At 8:09 PM, Blogger christina said...

Irregular regular checking in!...

I kept wanting to comment on this post, but every time I read the phrase "45% lamb lungs" I had to go lie down until I felt better.

Liver? Well, if you insist. Kidneys? OK, just a bite. But lungs? I don't think so. "Awful offal" was the first thing that came to my mind. Organ meats can catch you off guard if you're not careful.

I guess the reason you have to gently escort it out of the can is because it's probably encased in whatever haggis is usually encased in.
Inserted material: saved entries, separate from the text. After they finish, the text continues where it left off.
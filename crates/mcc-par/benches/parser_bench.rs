//! Parser benchmarks.
//!
//! Run with: `cargo bench --package mcc-par`

use criterion::{black_box, criterion_group, criterion_main, Criterion, Throughput};
use mcc_lex::Lexer;
use mcc_par::Parser;
use mcc_util::Handler;

fn parse_source(source: &str) -> usize {
    let handler = Handler::new();
    let tokens = Lexer::tokenize(source, &handler);
    Parser::parse(tokens, &handler).len()
}

fn bench_parser_declarations(c: &mut Criterion) {
    let mut group = c.benchmark_group("parser");

    let source = "int x; int main() { int y = x + 1; return y; }";
    group.throughput(Throughput::Bytes(source.len() as u64));

    group.bench_function("simple_decl", |b| b.iter(|| parse_source(black_box("int x = 42;"))));
    group.bench_function("function_with_body", |b| b.iter(|| parse_source(black_box(source))));

    group.finish();
}

fn bench_parser_expressions(c: &mut Criterion) {
    let mut group = c.benchmark_group("parser_expressions");

    let source = "int main() { return 1 + 2 * 3 - 4 / 2 + (5 - 6) * 7; }";
    group.throughput(Throughput::Bytes(source.len() as u64));

    group.bench_function("arithmetic_chain", |b| b.iter(|| parse_source(black_box(source))));
    group.bench_function("logical_chain", |b| {
        b.iter(|| parse_source(black_box("int main() { return a && b || c && !d; }")))
    });

    group.finish();
}

fn bench_parser_control_flow(c: &mut Criterion) {
    let mut group = c.benchmark_group("parser_control_flow");

    let source = r#"
        int fibonacci(int n) {
            if (n <= 1) {
                return n;
            }
            return fibonacci(n - 1) + fibonacci(n - 2);
        }

        int main() {
            int i;
            for (i = 0; i < 10; i = i + 1) {
                print(fibonacci(i));
            }
            return 0;
        }
    "#;

    group.throughput(Throughput::Bytes(source.len() as u64));
    group.bench_function("fibonacci_program", |b| b.iter(|| parse_source(black_box(source))));

    group.finish();
}

fn bench_parser_recovery(c: &mut Criterion) {
    let mut group = c.benchmark_group("parser_recovery");

    let source = "int x = 1 int y = 2 int z = 3;";
    group.bench_function("missing_semicolons", |b| b.iter(|| parse_source(black_box(source))));

    group.finish();
}

criterion_group!(
    benches,
    bench_parser_declarations,
    bench_parser_expressions,
    bench_parser_control_flow,
    bench_parser_recovery
);
criterion_main!(benches);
A sheep's stomach, isn't it?

Are you actually going to eat this at some point, or just use it as a paperweight for your desk? And did you check to see what *else* The Godmother had in her trunk?

At 8:16 AM, Blogger Ms Mac said...

Is it 12 year old Chivas or the 18 year old stuff? If it's 12 year old, just open it and enjoy your haggis man!

Och aye!

At 8:33 PM, Blogger Sal DeTraglia said...

Hey Ms. Mac!

I see that my day-trip through The Big Finn's Big Blog has beared fruit.

Thanks for dropping in, and thank's for the plus on your blog. We're (all of us) are really, really spreading the gospel of Bash the Haggis. No wonder the creator felt compelled to stop-by for a VTB visit.

But on to your question. I went downstairs to my much-neglected basement bar and dusted off that bottle of Chivas. Guess what. It's not Chivas at all. It's Ballantine's Special Reserve 12 year old whisky. I've neglected it for so long that I had forgotten the brand.

Believe me...there's nothing I'd like more than to crack-open that puppy and lift a wee dram while watching The Simpsons on Canal-Digital. But don't you see? For me to open that bottle, I'd first need to buy *another* bottle of the exact same whisky.

Don't you understand? Well...to be honest, I don't either. But I seem to have fallen into this pattern is illogical inventory rotation that has endured for years.

But regardless of which bottle gets opened, that can of Grant's Traditional Recipe Haggis is destined for the microwave fairly soon.

Thanks for the peer pressure. Sometimes we all need a little nudge.